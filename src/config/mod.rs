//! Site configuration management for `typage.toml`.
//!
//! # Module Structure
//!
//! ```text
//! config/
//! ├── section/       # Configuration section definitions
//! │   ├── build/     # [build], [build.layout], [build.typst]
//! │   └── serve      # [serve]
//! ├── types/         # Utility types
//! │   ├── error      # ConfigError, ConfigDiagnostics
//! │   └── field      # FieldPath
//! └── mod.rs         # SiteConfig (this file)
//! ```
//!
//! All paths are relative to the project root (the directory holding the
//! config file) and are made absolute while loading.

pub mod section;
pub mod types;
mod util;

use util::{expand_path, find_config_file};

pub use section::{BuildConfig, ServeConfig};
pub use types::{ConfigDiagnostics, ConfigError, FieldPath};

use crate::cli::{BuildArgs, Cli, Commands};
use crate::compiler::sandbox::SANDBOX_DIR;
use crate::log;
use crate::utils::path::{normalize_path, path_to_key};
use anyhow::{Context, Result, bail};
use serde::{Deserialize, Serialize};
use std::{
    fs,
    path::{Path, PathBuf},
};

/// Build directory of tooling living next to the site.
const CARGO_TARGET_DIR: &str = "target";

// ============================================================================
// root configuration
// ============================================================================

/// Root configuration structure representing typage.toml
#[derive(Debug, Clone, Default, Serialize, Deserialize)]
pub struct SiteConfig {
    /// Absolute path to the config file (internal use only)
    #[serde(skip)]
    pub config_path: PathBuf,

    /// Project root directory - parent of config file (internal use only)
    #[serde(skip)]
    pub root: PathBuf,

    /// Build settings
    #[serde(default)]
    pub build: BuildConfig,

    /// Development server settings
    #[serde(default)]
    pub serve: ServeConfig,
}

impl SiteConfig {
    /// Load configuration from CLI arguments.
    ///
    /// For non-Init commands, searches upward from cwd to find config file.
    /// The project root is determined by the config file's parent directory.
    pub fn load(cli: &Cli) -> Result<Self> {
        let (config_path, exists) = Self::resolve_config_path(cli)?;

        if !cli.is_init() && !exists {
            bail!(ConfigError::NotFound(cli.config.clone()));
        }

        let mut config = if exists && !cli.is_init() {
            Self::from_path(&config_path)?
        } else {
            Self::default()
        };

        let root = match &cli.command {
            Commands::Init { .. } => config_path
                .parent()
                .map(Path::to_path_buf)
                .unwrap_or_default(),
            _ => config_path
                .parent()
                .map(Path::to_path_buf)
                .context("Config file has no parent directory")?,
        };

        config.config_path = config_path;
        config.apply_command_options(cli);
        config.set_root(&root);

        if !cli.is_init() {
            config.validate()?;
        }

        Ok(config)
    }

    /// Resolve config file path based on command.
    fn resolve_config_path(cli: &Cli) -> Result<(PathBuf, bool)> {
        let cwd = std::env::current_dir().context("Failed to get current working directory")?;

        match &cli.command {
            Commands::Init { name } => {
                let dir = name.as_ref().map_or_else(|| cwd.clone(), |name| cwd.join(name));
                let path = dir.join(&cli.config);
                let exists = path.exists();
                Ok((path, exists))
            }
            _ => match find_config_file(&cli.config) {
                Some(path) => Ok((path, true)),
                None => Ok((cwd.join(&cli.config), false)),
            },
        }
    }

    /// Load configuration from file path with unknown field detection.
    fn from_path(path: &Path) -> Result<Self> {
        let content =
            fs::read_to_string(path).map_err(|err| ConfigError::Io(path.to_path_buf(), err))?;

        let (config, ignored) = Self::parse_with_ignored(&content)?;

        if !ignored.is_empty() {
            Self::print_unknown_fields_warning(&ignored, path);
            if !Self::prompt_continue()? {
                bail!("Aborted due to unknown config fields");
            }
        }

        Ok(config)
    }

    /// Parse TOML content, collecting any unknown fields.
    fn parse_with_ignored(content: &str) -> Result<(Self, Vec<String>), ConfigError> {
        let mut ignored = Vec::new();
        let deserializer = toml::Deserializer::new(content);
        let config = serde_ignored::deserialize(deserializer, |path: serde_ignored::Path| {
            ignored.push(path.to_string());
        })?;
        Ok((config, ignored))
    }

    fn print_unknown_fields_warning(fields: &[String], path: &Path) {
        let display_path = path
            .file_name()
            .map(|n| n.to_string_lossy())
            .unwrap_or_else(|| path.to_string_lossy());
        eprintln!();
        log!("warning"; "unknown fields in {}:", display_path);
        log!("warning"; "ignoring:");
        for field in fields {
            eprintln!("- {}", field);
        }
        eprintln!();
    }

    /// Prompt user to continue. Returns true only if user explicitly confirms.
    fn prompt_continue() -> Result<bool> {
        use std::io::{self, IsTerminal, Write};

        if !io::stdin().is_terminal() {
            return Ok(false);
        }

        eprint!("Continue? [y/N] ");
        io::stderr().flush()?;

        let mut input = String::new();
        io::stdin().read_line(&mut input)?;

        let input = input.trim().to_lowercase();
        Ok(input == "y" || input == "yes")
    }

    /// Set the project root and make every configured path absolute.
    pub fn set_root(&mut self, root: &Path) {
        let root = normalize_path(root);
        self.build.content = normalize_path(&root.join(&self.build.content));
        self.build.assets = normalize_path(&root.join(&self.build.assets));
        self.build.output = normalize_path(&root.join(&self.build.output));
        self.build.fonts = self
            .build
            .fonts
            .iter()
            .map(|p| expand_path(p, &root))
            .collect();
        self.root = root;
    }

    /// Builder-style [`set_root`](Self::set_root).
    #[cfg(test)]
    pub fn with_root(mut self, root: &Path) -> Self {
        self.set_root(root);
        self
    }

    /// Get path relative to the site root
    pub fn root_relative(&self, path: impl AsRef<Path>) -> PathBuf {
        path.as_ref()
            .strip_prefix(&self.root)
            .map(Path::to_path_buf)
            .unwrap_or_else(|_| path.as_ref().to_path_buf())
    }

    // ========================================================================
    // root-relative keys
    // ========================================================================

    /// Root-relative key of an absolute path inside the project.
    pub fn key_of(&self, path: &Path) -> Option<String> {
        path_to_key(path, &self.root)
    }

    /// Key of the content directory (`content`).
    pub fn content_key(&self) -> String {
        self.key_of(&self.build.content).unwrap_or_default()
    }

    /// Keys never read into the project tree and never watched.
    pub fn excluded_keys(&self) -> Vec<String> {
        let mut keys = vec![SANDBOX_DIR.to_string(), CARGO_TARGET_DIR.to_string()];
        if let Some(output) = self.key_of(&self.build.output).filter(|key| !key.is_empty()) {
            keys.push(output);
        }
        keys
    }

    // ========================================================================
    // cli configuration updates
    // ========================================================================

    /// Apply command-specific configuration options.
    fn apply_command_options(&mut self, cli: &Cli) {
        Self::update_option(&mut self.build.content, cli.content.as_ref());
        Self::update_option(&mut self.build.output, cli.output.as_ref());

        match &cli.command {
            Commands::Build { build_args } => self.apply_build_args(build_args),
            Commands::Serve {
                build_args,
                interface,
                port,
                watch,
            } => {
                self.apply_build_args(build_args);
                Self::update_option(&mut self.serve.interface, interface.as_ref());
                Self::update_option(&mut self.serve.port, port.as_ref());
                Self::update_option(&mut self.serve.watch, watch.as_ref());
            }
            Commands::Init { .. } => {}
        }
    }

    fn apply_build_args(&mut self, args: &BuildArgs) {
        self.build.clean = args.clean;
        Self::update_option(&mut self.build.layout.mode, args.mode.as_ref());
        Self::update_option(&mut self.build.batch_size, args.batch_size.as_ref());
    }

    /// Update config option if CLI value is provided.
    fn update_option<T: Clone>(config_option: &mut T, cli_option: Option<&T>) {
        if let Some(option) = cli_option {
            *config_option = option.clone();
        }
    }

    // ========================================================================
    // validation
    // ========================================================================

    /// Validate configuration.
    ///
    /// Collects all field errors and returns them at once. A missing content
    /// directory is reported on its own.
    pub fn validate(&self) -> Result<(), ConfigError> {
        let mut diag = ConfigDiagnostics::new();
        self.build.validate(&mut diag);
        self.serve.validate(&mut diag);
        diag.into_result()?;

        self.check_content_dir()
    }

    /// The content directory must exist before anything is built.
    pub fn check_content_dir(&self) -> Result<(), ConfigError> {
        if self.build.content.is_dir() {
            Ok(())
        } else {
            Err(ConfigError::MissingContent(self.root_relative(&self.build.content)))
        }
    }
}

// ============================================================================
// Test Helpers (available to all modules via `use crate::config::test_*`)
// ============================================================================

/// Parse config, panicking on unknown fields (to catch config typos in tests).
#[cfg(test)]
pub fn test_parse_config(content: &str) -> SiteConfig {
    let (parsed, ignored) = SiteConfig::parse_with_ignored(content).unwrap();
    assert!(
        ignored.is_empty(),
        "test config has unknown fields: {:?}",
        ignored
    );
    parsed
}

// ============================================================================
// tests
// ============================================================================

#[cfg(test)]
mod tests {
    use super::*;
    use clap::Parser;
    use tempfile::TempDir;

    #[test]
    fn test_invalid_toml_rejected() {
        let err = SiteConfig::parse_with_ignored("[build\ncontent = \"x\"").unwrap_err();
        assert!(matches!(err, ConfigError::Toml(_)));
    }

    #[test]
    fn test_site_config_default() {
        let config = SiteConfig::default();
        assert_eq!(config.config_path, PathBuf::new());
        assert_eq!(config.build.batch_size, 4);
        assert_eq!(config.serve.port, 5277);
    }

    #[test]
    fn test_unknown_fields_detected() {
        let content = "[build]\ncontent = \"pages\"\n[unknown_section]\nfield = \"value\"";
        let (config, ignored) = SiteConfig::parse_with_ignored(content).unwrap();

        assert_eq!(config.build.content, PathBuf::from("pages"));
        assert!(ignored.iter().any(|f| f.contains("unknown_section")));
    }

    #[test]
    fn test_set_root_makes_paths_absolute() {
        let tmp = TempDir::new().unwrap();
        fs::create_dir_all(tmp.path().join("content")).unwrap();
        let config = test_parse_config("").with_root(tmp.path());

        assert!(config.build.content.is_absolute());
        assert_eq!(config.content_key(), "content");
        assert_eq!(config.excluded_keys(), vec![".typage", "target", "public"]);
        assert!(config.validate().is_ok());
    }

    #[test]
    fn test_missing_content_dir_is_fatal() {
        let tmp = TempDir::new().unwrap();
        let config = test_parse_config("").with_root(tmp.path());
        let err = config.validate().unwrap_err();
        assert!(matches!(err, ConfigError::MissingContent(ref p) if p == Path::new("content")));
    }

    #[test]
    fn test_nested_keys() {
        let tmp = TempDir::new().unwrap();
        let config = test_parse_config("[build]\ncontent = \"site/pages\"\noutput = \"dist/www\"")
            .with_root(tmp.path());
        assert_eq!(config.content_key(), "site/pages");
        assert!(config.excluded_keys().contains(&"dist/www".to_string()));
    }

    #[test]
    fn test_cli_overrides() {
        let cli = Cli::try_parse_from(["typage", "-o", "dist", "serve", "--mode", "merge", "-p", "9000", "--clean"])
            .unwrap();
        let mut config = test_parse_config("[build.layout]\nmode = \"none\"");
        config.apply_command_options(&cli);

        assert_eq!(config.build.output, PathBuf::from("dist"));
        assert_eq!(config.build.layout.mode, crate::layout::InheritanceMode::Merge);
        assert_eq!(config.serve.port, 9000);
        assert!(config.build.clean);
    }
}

::::

> **Problem to work on**
Reply with a number only, showing how many lines of the material contain the word "BuildConfig".

> **Answer for the task**
2